INPUT DATA ▸
☆ ☆ ☆

//! Component instances: template parsing, isolated state, host attributes,
//! `<data>` import and scoped styles.
//!
//! A component template looks like
//!
//! ```html
//! <component><a class="link" @click="open(url)">{{ label }}</a></component>
//! <data>{ "label": "Download" }</data>
//! <style>.link { color: red; }</style>
//! ```
//!
//! The first element inside `<component>` replaces the host element.

use std::collections::HashSet;
use std::rc::Rc;

use indexmap::IndexMap;
use rable_scene::NodeId;
use ulid::Ulid;

use crate::context::{Context, Instance};
use crate::directive::{self, Chains};
use crate::error::ComponentError;
use crate::evaluator::Local;
use crate::hub::Hub;
use crate::parser::Program;
use crate::path::Path;
use crate::scheduler::Scheduler;
use crate::scope::Scope;
use crate::state::State;
use crate::value::Value;

/// Replace `host` with a fresh instance of its component. `None` leaves the
/// host in place to be processed as a plain element.
pub(crate) fn instantiate(
    context: &Rc<Context>,
    host: NodeId,
    parent_hub: &Rc<Hub>,
    chains: &Chains,
) -> Option<Instance> {
    let document = &context.document;
    let component_type = document.tag_name(host)?;
    let template = context.template(&component_type)?;
    let Some(parent) = document.parent(host) else {
        log::debug!("[component] host {host} of '{component_type}' is detached");
        return None;
    };

    let fragment = document.parse_fragment(&template);
    let wrapper = document
        .children(fragment)
        .into_iter()
        .find(|node| document.tag_name(*node).as_deref() == Some("component"));
    let Some(root) = wrapper.and_then(|wrapper| document.children(wrapper).into_iter().next()) else {
        log::error!(
            "[rable] {}",
            ComponentError::MissingRoot {
                component: component_type
            }
        );
        return None;
    };
    let identifier = format!("component-{}", Ulid::new().to_string().to_lowercase());

    let state = State::component(parent_hub.current_state());
    let scheduler = Rc::new(Scheduler::for_component());
    let hub = Hub::component(Rc::clone(&state) as Rc<dyn Scope>, Rc::clone(&scheduler));
    state.attach_hub(&hub);

    let mut events: IndexMap<String, Vec<Rc<Program>>> = IndexMap::new();
    let mut seeded = HashSet::new();
    for found in directive::directives(document, host) {
        match found.action.as_str() {
            "on" | "event" => match found.argument(0) {
                Some(name) if !found.value.is_empty() => {
                    if let Some(program) = context.compile(&found.value, &found.attribute) {
                        events.entry(name.to_string()).or_default().push(program);
                    }
                }
                _ => log::debug!("[component] ignoring {} on '{component_type}'", found.attribute),
            },
            "bind" => match found.argument(0) {
                Some(origin) => {
                    let child = if found.value.is_empty() {
                        origin
                    } else {
                        found.value.as_str()
                    };
                    state.bind(child, origin);
                }
                None => log::error!("[rable] No binder origin defined! ({})", found.attribute),
            },
            "data" => match found.argument(0) {
                Some(_) if found.value.is_empty() => {
                    log::debug!("[component] empty seed {} skipped", found.attribute);
                }
                Some(key) => {
                    let path = Path::parse(key);
                    if let Some(head) = path.head() {
                        seeded.insert(head.to_string());
                    }
                    state.write(&path, found.value.as_str().into());
                }
                None => log::error!("[rable] No data key defined! ({})", found.attribute),
            },
            "if" | "elseif" | "else-if" | "else" => chains.add(context, &found, root),
            _ => log::trace!("[component] host attribute {} dropped", found.attribute),
        }
    }

    import_data(context, fragment, &component_type, &state, &seeded);
    forward_binders(parent_hub, &state, &hub);
    handle_events(context, parent_hub, &hub, &scheduler, &state, events);

    let stylesheet = document
        .children(fragment)
        .into_iter()
        .find(|node| document.tag_name(*node).as_deref() == Some("style"));
    if let Some(stylesheet) = stylesheet {
        let css = document.inner_text(stylesheet);
        context.styles.inject(document, &component_type, &css, root);
    }

    document.set_attribute(root, "component-identifier", &identifier);
    document.set_attribute(root, "component-type", &component_type);
    document.replace_child(parent, root, host);
    log::debug!("[component] {identifier} of '{component_type}' replaced {host}");

    let instance = Instance {
        component_type,
        root,
        state,
        hub,
    };
    context
        .instances
        .borrow_mut()
        .insert(identifier, instance.clone());
    Some(instance)
}

/// Seed the instance from the template's `<data>` block. Host seeds win.
fn import_data(
    context: &Context,
    fragment: NodeId,
    component_type: &str,
    state: &State,
    seeded: &HashSet<String>,
) {
    let document = &context.document;
    let block = document
        .children(fragment)
        .into_iter()
        .find(|node| document.tag_name(*node).as_deref() == Some("data"));
    let Some(block) = block else {
        state.finish_import();
        return;
    };
    let source = document.inner_text(block);
    match serde_json::from_str::<serde_json::Map<String, serde_json::Value>>(&source) {
        Ok(data) => {
            for (key, value) in data {
                if !seeded.contains(&key) {
                    state.write(&Path::parse(&key), Value::from(value));
                }
            }
            state.finish_import();
        }
        Err(error) => log::error!(
            "[rable] {}",
            ComponentError::InvalidData {
                component: component_type.to_string(),
                error,
            }
        ),
    }
}

/// Parent changes under a bound path reach the component's listeners under
/// the child's name.
fn forward_binders(parent_hub: &Hub, state: &Rc<State>, hub: &Rc<Hub>) {
    let state = Rc::downgrade(state);
    let hub = Rc::downgrade(hub);
    parent_hub.subscribe(move |hint| {
        let (Some(state), Some(hub)) = (state.upgrade(), hub.upgrade()) else {
            return;
        };
        let Some(hint) = hint else {
            hub.publish(None);
            return;
        };
        for (child, parent_path) in state.binders() {
            if parent_path.head() == Some(hint) {
                hub.publish(Some(child.as_str()));
            }
        }
    });
}

/// Component events run the host's `on:<name>` bodies in the parent scope
/// once the instance reaches its `event` stage.
fn handle_events(
    context: &Rc<Context>,
    parent_hub: &Rc<Hub>,
    hub: &Hub,
    scheduler: &Rc<Scheduler>,
    state: &Rc<State>,
    events: IndexMap<String, Vec<Rc<Program>>>,
) {
    let context = Rc::clone(context);
    let parent_hub = Rc::clone(parent_hub);
    let scheduler = Rc::downgrade(scheduler);
    let state = Rc::downgrade(state);
    hub.set_component_event_handler(move |name, payload| {
        let Some(programs) = events.get(name).cloned() else {
            log::trace!("[component] no host handler for '{name}'");
            return;
        };
        let (Some(scheduler), Some(state)) = (scheduler.upgrade(), state.upgrade()) else {
            return;
        };
        let context = Rc::clone(&context);
        let parent_hub = Rc::clone(&parent_hub);
        scheduler.schedule("event", move || {
            for program in programs {
                let result = context
                    .environment(&parent_hub)
                    .with_local("event", Local::Value(payload.clone()))
                    .with_local("componentData", Local::Scope(Rc::clone(&state) as Rc<dyn Scope>))
                    .evaluate(&program);
                if let Err(error) = result {
                    log::error!("[rable] {}: {error}", program.source);
                }
            }
        });
    });
}

/// Render the instance's text and open its hub for changes.
pub(crate) fn finish(context: &Rc<Context>, instance: &Instance) {
    crate::text::process(context, instance.root, &instance.hub);
    context.marks.skip_text(instance.root);
    instance.hub.mark_ready();
    instance.hub.publish(None);
}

☆ ☆ ☆

WHAT IS EXPECTED ▸ Filter the listing so that only lines holding the word "upgrade" remain, and copy those lines.

YOUR SOLUTION ▸
        let (Some(state), Some(hub)) = (state.upgrade(), hub.upgrade()) else {
        let (Some(scheduler), Some(state)) = (scheduler.upgrade(), state.upgrade()) else {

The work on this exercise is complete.